TIP: A positive attitude alone won’t change your financial situation, but when you have the choice between self-deprecation and encouragement, it can’t hurt to talk to yourself with honesty and care like you would to a friend.

The next phase

My life, and my budgeting spreadsheets, are radically different from when I started using them consistently five years ago. I’ve since changed jobs and moved out of the city. My current job is a lot less stressful and I’ve found the time for exercise and therapy that keep me sane. On the one hand, I need budgeting more than ever to spend within my means and still find extra money to save. But on the other hand, I have the past experience and the mental clarity to be even more effective with my money management.

Today I swear by zero-sum budgeting and setting up spreadsheets based on four-week “months” and using that monthly bill funds in that extra 13th month as a mini emergency fund.

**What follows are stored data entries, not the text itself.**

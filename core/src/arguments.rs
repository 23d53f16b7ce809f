use std::collections::BTreeMap;
use std::collections::btree_map;

/// The string-keyed argument bag a [`Compiler`](crate::Compiler) hands to
/// every node it emits.
///
/// The engine never interprets it. Setting merges, removing deletes by key.
#[cfg_attr(feature = "serde", derive(serde::Serialize, serde::Deserialize))]
#[cfg_attr(feature = "serde", serde(transparent))]
#[derive(Debug, Clone, Default, PartialEq, Eq)]
pub struct Arguments {
    values: BTreeMap<String, String>,
}

impl Arguments {
    pub fn new() -> Self {
        Self::default()
    }

    /// Merges `values` in, overwriting existing keys.
    pub fn set<K, V>(&mut self, values: impl IntoIterator<Item = (K, V)>) -> &mut Self
    where
        K: Into<String>,
        V: Into<String>,
    {
        self.values
            .extend(values.into_iter().map(|(key, value)| (key.into(), value.into())));
        self
    }

    pub fn remove<S: AsRef<str>>(&mut self, keys: impl IntoIterator<Item = S>) -> &mut Self {
        for key in keys {
            self.values.remove(key.as_ref());
        }
        self
    }

    pub fn get(&self, key: &str) -> Option<&str> {
        self.values.get(key).map(String::as_str)
    }

    pub fn contains(&self, key: &str) -> bool {
        self.values.contains_key(key)
    }

    /// The listed keys that are present; missing keys are skipped.
    pub fn select<S: AsRef<str>>(&self, keys: impl IntoIterator<Item = S>) -> Arguments {
        keys.into_iter()
            .filter_map(|key| {
                self.values
                    .get_key_value(key.as_ref())
                    .map(|(key, value)| (key.clone(), value.clone()))
            })
            .collect()
    }

    pub fn all(&self) -> &BTreeMap<String, String> {
        &self.values
    }

    pub fn iter(&self) -> btree_map::Iter<'_, String, String> {
        self.values.iter()
    }

    pub fn len(&self) -> usize {
        self.values.len()
    }

    pub fn is_empty(&self) -> bool {
        self.values.is_empty()
    }
}

impl<K: Into<String>, V: Into<String>> FromIterator<(K, V)> for Arguments {
    fn from_iter<I: IntoIterator<Item = (K, V)>>(iter: I) -> Self {
        let mut arguments = Self::new();
        arguments.set(iter);
        arguments
    }
}

impl<K: Into<String>, V: Into<String>> Extend<(K, V)> for Arguments {
    fn extend<I: IntoIterator<Item = (K, V)>>(&mut self, iter: I) {
        self.set(iter);
    }
}

impl<'a> IntoIterator for &'a Arguments {
    type Item = (&'a String, &'a String);
    type IntoIter = btree_map::Iter<'a, String, String>;

    fn into_iter(self) -> Self::IntoIter {
        self.iter()
    }
}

I’ve also found that masquerading savings as a spending category, (since saving is spending money on that nice lady “Future Me”) has made saving more fun this year. I’m definitely looking forward to learning new strategies in the 2020 and the next decade.

Who is this person who waxes poetic about spreadsheets and the thrills of money life hacks?! Unlike the vacation snapshots of yore, my financial self today looks nothing like who I was financially 7 years ago. Now that I have the confidence to share my own money journey in public, I hope you can learn from my life lessons and wish you all the best in your next decade of caring for yourself financially.

Valerie is an adjunct professor in upstate New York teaching Latin and writing electives. When she’s not working or at the yoga studio you can find her on her porch binging podcasts.